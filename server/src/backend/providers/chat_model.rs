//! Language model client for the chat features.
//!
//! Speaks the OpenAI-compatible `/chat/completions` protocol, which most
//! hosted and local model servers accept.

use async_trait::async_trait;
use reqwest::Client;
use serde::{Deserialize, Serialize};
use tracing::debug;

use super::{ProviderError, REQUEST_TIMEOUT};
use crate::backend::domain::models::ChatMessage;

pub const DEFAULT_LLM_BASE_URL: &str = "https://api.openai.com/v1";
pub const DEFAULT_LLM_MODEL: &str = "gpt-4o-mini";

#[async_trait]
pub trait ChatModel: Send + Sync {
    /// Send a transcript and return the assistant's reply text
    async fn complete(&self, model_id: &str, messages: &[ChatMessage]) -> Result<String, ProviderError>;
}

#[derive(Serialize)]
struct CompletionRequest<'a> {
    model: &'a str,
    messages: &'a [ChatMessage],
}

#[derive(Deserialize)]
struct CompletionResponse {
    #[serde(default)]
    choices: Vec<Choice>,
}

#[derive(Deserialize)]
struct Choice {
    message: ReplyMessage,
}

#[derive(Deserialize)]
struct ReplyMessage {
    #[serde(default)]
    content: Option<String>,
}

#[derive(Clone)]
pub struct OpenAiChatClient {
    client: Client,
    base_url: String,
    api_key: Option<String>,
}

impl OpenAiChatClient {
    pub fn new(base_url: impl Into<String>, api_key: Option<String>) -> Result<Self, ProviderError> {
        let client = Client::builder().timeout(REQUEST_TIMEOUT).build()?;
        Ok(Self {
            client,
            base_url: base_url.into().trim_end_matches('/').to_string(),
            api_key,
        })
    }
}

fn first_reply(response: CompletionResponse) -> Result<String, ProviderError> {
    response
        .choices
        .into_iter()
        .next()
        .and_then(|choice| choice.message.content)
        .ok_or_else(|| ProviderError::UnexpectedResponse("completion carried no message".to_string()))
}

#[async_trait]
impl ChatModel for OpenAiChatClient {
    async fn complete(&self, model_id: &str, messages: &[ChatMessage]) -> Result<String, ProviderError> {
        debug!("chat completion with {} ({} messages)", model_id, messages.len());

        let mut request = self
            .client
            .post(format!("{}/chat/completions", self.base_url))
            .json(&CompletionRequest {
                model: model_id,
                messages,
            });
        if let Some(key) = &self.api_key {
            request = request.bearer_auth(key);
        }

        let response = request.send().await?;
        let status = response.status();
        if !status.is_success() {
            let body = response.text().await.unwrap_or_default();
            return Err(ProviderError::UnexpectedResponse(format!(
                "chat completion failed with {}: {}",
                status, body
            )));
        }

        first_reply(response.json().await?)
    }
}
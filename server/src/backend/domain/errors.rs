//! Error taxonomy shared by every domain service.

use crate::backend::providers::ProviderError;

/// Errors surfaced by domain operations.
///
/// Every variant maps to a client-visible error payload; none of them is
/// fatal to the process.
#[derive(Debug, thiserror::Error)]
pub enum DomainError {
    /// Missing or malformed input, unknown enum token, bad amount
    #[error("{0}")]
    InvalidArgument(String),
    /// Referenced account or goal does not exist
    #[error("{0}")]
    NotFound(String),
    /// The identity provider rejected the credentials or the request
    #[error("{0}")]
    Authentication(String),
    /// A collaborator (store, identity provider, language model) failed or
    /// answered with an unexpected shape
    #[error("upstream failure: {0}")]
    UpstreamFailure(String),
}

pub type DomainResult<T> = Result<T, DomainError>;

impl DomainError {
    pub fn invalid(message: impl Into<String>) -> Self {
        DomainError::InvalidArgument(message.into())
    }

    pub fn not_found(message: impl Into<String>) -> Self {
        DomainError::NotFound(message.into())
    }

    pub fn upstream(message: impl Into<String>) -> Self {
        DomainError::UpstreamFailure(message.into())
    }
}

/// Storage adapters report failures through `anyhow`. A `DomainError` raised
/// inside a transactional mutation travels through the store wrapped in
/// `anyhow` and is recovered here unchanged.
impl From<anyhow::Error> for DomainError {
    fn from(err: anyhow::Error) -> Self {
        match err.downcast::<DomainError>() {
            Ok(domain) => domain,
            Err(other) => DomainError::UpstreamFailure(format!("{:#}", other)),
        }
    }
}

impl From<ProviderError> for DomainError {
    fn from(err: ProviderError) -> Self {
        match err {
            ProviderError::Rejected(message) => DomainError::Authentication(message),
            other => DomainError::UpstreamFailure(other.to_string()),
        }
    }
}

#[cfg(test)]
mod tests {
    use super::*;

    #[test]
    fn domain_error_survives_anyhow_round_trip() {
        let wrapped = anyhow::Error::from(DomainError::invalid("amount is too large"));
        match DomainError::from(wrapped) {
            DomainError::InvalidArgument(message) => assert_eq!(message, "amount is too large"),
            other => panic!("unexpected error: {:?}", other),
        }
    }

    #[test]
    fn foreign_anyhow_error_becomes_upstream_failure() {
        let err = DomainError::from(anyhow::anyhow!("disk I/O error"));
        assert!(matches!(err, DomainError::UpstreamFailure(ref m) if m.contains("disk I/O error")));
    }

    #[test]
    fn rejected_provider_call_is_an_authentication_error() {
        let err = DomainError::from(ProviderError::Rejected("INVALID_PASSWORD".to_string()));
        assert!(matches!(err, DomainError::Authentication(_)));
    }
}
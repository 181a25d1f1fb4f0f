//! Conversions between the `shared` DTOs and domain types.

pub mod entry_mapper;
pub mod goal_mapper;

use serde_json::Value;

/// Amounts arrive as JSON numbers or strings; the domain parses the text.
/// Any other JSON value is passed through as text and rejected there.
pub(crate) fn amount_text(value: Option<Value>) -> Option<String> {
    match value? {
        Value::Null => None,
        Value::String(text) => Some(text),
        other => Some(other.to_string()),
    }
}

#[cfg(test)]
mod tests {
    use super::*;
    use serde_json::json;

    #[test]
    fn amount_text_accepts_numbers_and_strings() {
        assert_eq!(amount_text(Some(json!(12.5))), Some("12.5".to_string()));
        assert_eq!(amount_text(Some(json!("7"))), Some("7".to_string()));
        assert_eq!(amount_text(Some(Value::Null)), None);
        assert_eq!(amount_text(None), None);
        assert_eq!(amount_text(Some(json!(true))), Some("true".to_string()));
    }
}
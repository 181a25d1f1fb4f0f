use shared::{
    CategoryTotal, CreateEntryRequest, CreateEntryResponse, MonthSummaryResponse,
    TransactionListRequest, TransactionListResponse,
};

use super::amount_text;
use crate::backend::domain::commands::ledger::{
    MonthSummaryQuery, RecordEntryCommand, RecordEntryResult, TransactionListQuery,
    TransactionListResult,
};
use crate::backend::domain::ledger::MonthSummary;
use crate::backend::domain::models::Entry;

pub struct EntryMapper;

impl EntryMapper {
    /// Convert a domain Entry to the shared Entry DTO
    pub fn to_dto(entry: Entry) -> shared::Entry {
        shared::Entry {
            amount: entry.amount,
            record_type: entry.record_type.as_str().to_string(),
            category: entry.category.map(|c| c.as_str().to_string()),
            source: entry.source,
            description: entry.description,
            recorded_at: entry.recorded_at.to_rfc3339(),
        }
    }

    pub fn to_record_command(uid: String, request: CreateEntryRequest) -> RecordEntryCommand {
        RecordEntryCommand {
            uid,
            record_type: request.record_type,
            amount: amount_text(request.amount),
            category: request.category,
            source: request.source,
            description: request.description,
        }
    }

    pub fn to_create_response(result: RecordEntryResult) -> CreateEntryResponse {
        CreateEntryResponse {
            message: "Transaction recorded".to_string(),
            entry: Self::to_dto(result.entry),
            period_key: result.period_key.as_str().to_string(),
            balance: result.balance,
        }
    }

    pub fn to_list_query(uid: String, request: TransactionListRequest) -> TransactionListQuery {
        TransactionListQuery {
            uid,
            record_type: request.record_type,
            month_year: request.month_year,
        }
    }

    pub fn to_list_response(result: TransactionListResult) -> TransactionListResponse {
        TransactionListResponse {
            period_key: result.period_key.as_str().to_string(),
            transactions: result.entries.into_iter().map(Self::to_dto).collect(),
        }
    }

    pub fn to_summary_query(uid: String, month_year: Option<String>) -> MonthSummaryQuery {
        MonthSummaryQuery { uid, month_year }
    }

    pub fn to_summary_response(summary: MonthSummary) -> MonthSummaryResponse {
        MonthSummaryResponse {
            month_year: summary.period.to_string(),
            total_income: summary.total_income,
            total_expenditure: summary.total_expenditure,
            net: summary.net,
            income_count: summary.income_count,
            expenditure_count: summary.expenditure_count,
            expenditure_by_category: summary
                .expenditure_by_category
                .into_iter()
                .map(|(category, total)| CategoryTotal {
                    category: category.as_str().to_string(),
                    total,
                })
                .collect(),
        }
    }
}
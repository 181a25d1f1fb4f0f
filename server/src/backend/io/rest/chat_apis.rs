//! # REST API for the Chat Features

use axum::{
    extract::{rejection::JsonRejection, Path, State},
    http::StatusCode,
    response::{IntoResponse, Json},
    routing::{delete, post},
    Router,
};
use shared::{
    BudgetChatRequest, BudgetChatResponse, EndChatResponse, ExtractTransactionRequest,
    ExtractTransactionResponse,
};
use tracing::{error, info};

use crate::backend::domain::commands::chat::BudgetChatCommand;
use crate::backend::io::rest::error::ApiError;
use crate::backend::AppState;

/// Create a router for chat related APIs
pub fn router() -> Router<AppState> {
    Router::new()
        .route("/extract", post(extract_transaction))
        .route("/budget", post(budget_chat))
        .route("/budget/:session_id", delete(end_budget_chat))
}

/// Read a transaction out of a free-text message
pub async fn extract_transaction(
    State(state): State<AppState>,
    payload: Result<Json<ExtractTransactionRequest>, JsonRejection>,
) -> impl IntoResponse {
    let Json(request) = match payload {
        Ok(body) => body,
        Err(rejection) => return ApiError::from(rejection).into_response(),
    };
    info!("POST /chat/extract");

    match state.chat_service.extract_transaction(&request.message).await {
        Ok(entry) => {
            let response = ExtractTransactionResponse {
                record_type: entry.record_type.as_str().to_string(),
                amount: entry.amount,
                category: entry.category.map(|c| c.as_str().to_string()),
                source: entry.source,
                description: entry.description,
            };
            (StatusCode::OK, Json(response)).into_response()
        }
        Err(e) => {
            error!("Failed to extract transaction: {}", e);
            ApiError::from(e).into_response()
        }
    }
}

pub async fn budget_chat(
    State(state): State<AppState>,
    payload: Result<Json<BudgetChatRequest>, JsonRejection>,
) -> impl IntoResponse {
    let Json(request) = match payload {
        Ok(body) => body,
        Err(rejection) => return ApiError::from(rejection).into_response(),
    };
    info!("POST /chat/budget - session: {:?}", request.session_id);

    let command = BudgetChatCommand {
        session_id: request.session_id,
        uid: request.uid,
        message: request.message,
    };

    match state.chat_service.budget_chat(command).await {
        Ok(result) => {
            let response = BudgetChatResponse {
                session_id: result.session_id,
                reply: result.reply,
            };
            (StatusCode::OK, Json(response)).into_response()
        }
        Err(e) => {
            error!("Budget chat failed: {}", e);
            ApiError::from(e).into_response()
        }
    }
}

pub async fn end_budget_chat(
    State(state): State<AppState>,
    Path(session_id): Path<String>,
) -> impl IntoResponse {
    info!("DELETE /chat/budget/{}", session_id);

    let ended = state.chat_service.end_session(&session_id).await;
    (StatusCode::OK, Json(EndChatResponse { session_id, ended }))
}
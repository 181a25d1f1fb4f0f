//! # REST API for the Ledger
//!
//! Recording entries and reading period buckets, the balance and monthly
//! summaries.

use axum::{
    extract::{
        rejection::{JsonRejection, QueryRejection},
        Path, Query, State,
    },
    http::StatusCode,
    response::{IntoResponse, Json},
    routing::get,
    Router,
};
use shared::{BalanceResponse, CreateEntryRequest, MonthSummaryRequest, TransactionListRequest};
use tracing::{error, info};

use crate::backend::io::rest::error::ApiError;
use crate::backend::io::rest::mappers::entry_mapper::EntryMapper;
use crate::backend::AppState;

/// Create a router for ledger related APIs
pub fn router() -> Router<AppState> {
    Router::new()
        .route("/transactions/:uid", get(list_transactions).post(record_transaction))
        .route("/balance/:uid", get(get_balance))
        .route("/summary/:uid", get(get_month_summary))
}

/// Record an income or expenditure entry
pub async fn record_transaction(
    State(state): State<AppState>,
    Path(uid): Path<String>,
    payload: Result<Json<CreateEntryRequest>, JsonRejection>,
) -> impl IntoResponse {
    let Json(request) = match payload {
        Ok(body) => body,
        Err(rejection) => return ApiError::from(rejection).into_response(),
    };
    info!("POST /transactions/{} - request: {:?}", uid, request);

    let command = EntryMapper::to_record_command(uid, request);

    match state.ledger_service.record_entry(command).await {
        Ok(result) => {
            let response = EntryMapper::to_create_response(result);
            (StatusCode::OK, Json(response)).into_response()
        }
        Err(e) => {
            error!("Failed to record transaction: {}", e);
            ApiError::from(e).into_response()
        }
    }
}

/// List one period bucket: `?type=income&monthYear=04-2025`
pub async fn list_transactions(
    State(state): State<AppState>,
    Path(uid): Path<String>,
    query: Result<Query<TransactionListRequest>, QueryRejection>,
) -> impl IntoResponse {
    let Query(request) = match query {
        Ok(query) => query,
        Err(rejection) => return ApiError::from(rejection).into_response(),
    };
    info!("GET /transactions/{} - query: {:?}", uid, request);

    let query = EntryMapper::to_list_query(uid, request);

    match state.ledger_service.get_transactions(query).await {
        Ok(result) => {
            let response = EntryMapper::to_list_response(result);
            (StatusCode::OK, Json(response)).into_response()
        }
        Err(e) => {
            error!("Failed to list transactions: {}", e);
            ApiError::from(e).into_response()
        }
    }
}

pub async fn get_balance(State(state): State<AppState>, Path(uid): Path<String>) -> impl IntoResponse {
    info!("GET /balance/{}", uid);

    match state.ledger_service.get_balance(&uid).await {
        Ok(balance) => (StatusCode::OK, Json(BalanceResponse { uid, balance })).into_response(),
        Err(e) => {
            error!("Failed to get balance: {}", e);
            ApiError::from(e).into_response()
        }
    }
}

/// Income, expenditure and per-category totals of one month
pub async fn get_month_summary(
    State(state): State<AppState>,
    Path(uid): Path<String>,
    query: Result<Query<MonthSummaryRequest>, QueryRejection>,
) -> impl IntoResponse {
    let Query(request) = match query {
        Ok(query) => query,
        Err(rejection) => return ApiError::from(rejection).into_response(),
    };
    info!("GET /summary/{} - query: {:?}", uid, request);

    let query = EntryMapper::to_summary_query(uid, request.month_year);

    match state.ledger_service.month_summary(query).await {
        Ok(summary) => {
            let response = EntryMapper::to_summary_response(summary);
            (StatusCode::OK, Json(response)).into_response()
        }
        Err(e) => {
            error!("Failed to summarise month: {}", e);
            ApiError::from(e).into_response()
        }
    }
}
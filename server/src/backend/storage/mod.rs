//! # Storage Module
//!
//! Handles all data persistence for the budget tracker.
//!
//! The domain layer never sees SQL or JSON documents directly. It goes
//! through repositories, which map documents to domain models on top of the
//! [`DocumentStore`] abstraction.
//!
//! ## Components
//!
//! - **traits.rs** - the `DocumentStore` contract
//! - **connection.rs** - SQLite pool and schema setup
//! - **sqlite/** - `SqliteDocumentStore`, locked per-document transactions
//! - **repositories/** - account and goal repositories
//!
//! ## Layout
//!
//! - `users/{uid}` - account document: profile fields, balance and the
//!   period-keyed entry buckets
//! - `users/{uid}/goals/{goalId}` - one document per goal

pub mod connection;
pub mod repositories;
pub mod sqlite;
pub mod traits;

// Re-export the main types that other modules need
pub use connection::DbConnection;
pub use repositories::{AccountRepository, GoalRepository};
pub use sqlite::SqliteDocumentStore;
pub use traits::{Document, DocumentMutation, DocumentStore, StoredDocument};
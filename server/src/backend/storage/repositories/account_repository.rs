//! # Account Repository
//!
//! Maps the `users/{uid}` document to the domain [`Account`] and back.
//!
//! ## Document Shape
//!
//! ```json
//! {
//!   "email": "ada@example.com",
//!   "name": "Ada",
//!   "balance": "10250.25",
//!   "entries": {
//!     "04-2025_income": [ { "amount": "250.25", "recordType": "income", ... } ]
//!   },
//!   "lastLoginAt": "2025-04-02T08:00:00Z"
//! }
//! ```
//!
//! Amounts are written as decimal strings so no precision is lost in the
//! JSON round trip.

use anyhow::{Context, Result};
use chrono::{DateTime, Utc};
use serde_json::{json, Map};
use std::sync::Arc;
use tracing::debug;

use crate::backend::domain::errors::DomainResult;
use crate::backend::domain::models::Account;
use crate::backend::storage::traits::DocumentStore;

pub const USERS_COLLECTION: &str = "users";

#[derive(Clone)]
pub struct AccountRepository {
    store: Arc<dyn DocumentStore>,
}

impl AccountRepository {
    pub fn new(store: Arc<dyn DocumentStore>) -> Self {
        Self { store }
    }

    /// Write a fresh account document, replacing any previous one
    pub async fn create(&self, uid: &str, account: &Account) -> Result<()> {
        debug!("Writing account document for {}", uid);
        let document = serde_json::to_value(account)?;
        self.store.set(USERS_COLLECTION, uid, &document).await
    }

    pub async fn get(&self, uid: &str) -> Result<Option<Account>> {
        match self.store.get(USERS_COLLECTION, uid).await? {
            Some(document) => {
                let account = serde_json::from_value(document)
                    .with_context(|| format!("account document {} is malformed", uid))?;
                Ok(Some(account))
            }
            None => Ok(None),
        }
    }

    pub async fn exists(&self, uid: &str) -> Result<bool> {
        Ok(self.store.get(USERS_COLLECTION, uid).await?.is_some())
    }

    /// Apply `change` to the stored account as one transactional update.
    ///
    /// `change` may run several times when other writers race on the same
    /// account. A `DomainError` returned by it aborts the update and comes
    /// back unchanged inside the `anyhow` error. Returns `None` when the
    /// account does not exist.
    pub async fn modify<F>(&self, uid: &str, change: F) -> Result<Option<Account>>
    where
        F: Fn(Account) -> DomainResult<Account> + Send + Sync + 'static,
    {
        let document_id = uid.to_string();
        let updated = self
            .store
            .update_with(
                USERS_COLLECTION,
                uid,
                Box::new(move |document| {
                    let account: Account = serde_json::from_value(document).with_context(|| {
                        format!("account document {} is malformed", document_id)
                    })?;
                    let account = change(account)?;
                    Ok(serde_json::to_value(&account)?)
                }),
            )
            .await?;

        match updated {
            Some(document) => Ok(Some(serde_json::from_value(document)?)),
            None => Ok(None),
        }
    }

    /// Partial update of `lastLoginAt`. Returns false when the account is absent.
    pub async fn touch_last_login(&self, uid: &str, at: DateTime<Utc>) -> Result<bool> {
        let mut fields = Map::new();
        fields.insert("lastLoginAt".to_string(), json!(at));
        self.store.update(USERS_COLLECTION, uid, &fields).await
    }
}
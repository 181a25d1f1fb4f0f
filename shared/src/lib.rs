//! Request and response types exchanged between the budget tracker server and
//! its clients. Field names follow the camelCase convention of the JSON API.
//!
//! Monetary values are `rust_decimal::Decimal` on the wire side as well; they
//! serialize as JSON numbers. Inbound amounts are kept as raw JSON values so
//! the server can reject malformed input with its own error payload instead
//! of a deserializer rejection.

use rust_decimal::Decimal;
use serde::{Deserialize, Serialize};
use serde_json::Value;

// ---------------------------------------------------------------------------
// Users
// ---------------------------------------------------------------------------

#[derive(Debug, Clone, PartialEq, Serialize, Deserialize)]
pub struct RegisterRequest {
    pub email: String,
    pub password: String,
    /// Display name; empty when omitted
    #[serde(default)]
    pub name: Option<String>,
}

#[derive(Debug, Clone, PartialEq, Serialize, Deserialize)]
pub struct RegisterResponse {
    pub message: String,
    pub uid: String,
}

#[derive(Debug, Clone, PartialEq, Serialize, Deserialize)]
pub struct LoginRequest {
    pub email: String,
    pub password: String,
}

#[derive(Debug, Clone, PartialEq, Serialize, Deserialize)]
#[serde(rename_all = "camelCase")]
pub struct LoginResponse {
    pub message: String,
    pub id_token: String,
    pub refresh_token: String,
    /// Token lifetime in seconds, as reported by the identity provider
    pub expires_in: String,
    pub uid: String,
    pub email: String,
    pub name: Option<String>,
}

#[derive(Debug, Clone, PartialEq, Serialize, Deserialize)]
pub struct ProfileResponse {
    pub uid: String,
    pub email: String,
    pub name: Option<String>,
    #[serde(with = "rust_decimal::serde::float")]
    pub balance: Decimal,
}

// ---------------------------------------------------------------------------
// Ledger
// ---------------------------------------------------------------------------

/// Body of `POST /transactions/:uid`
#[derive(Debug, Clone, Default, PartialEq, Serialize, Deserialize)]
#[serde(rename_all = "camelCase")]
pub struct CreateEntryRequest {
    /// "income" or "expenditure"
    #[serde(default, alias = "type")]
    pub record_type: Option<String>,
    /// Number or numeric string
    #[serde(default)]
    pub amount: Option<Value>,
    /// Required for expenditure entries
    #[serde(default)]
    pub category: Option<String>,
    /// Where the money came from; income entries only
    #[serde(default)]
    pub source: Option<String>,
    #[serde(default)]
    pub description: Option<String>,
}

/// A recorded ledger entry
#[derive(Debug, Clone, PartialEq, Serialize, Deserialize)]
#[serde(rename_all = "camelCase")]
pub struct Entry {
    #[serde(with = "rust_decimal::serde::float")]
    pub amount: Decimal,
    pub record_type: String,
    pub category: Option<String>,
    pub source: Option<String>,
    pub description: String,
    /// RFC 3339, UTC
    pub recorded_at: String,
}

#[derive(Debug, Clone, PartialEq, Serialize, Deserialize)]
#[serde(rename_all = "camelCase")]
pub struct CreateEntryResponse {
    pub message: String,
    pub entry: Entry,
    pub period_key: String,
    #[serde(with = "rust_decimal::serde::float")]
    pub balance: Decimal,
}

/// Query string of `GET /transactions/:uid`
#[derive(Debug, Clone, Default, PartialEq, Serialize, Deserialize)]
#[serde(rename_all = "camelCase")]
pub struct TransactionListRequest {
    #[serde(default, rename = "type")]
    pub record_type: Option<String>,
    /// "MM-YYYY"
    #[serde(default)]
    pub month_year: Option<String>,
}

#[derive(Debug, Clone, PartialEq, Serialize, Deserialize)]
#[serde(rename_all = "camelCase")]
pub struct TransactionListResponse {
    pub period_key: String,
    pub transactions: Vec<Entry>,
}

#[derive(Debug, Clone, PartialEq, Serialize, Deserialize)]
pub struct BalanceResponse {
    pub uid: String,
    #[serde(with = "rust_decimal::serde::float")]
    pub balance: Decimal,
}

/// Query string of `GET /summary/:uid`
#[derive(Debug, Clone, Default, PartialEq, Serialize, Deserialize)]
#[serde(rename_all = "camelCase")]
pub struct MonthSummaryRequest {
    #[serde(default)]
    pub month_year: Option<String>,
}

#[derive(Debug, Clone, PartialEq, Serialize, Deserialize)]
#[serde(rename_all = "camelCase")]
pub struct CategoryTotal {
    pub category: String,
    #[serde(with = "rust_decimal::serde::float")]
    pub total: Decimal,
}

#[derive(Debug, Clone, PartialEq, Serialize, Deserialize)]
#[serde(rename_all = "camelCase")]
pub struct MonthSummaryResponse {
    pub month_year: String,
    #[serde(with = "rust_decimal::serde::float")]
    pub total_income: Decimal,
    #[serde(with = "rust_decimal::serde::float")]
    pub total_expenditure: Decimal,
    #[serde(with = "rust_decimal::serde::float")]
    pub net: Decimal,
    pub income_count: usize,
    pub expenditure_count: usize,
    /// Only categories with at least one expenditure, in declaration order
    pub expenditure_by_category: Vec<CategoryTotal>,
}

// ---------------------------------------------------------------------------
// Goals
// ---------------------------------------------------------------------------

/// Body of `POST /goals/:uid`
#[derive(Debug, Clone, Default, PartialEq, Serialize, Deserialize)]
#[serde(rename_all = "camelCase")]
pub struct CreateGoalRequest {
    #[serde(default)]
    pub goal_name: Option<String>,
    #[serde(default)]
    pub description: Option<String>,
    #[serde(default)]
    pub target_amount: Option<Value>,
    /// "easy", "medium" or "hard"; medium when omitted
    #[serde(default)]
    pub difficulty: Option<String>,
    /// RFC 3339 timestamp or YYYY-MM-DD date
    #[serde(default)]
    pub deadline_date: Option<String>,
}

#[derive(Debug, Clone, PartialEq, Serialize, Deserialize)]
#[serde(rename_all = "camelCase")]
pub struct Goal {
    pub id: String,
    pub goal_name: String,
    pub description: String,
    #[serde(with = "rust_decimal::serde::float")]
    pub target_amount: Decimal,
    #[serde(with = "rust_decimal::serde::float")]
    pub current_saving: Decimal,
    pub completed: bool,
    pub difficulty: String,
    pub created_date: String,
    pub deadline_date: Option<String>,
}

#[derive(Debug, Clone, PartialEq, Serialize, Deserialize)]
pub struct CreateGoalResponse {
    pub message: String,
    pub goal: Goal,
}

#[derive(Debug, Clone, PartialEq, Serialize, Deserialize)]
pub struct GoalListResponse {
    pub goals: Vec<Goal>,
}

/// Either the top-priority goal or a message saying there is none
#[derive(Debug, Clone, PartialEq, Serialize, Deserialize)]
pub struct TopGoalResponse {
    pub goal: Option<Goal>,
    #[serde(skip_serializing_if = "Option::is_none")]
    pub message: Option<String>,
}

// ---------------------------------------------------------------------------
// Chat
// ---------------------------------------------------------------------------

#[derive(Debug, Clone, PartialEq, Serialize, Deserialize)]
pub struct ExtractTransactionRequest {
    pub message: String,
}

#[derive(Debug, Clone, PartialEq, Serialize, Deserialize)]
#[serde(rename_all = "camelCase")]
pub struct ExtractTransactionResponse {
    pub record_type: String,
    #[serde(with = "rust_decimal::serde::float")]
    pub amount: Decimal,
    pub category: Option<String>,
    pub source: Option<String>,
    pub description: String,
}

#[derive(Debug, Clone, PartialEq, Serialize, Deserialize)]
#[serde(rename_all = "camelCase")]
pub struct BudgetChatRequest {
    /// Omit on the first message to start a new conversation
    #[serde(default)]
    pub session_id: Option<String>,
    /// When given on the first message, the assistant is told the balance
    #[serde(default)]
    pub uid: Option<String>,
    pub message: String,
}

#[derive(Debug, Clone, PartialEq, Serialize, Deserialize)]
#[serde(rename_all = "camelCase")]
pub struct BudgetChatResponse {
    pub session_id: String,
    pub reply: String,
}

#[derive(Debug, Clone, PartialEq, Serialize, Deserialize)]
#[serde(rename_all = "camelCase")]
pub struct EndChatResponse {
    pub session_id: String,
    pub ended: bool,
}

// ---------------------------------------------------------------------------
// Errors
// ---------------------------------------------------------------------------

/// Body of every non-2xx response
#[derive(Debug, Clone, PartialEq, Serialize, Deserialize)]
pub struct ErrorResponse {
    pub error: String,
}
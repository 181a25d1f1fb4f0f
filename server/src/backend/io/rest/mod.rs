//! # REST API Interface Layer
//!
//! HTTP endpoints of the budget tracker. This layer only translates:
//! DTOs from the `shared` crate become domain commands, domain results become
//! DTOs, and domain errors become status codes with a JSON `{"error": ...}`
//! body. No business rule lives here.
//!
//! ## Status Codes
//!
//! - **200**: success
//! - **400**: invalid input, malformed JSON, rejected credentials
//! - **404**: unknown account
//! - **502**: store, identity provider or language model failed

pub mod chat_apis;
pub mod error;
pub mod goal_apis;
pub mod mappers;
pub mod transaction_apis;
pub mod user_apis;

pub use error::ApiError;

INSTRUCTIONS TO FOLLOW:
Transcribe the lines from the first line of the records through the line that contains "use crate::backend::domain::models::ChatMessage;", both included, and add nothing else.

RESULT OF THE EXERCISE:
filename server/src/backend/providers/chat_model.rs
//! Language model client for the chat features.
//!
//! Speaks the OpenAI-compatible `/chat/completions` protocol, which most
//! hosted and local model servers accept.

use async_trait::async_trait;
use reqwest::Client;
use serde::{Deserialize, Serialize};
use tracing::debug;

use super::{ProviderError, REQUEST_TIMEOUT};
use crate::backend::domain::models::ChatMessage;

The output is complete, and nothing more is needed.